• _What you need to do_: Find the lines in the records that carry the word "NetworkObserver". Copy each one.
+++
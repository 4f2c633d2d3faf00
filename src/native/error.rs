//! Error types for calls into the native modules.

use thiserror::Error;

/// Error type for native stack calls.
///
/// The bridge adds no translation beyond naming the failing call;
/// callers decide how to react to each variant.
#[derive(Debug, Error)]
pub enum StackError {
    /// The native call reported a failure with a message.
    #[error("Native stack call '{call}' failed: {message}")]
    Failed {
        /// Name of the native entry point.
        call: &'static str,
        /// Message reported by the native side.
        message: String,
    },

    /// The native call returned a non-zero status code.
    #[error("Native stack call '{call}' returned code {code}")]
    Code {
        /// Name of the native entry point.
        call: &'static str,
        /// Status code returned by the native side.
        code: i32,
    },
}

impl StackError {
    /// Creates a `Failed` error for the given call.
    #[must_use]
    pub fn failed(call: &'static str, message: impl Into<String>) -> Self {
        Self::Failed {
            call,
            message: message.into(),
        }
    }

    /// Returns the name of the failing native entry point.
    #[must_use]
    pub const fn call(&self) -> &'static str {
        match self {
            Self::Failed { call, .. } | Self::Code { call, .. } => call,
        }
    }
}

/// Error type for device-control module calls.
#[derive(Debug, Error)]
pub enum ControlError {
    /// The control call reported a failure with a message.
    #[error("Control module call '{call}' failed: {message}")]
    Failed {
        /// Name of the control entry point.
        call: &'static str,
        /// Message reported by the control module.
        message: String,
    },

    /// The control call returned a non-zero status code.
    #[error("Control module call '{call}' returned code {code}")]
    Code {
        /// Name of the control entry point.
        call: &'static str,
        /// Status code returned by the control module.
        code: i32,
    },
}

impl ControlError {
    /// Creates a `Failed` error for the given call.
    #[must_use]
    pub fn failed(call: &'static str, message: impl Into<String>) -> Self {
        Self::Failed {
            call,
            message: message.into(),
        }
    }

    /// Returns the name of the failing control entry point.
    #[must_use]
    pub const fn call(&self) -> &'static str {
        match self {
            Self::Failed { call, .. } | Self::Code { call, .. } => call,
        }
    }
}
+++
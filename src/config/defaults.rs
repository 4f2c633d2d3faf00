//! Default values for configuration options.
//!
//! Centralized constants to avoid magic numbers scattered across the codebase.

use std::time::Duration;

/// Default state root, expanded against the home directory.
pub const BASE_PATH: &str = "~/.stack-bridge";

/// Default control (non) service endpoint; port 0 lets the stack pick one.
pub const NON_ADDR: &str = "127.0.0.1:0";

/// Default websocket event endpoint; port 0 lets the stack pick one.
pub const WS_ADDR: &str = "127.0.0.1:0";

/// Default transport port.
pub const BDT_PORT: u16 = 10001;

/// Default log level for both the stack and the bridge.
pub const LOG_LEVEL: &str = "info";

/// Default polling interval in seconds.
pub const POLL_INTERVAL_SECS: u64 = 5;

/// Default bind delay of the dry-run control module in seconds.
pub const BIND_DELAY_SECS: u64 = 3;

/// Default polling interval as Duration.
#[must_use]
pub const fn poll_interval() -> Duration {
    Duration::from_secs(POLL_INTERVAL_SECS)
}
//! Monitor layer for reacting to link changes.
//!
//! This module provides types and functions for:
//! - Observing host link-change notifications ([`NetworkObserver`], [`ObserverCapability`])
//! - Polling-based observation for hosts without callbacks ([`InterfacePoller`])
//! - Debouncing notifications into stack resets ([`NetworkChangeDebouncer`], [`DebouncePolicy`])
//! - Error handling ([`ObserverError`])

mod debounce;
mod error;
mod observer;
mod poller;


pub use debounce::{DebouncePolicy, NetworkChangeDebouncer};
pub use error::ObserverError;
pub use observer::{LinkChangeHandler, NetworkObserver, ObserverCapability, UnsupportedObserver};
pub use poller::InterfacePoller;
+++
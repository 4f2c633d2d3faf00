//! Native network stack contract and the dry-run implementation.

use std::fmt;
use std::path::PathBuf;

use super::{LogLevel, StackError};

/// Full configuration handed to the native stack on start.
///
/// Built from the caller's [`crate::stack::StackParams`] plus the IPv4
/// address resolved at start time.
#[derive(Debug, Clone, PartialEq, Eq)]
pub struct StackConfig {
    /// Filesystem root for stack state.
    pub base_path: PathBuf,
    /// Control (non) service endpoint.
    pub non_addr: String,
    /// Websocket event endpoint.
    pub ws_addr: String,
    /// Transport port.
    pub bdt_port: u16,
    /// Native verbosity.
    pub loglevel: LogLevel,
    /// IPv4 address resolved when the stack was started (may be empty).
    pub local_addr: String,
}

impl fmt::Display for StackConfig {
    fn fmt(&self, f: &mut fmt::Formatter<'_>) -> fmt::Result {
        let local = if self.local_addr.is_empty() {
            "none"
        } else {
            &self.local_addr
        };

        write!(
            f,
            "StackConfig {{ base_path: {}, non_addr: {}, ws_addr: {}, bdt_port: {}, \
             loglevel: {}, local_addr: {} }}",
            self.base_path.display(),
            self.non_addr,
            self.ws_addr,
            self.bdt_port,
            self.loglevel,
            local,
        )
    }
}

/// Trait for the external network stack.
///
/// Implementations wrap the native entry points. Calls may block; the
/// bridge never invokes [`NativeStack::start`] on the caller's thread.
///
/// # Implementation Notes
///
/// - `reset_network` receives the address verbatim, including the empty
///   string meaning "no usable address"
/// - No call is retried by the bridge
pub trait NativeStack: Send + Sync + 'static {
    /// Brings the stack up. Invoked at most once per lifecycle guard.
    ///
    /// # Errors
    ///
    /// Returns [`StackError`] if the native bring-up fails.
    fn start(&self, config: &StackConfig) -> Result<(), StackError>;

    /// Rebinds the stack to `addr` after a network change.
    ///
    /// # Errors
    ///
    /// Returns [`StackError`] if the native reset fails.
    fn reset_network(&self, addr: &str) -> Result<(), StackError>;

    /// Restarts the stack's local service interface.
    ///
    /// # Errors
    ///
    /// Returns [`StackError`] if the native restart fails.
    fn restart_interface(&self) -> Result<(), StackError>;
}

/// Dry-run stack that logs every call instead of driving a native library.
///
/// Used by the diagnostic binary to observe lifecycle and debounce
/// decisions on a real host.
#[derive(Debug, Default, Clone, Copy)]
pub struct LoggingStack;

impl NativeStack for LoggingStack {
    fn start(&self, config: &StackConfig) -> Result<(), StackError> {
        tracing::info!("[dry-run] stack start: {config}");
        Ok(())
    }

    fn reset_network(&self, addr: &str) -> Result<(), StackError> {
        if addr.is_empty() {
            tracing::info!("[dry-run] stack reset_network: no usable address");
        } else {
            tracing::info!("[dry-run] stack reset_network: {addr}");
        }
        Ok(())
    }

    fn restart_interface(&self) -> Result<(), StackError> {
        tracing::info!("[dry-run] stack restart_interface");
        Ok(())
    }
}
+++
• _Result below_:
//! - Observing host link-change notifications ([`NetworkObserver`], [`ObserverCapability`])
pub use observer::{LinkChangeHandler, NetworkObserver, ObserverCapability, UnsupportedObserver};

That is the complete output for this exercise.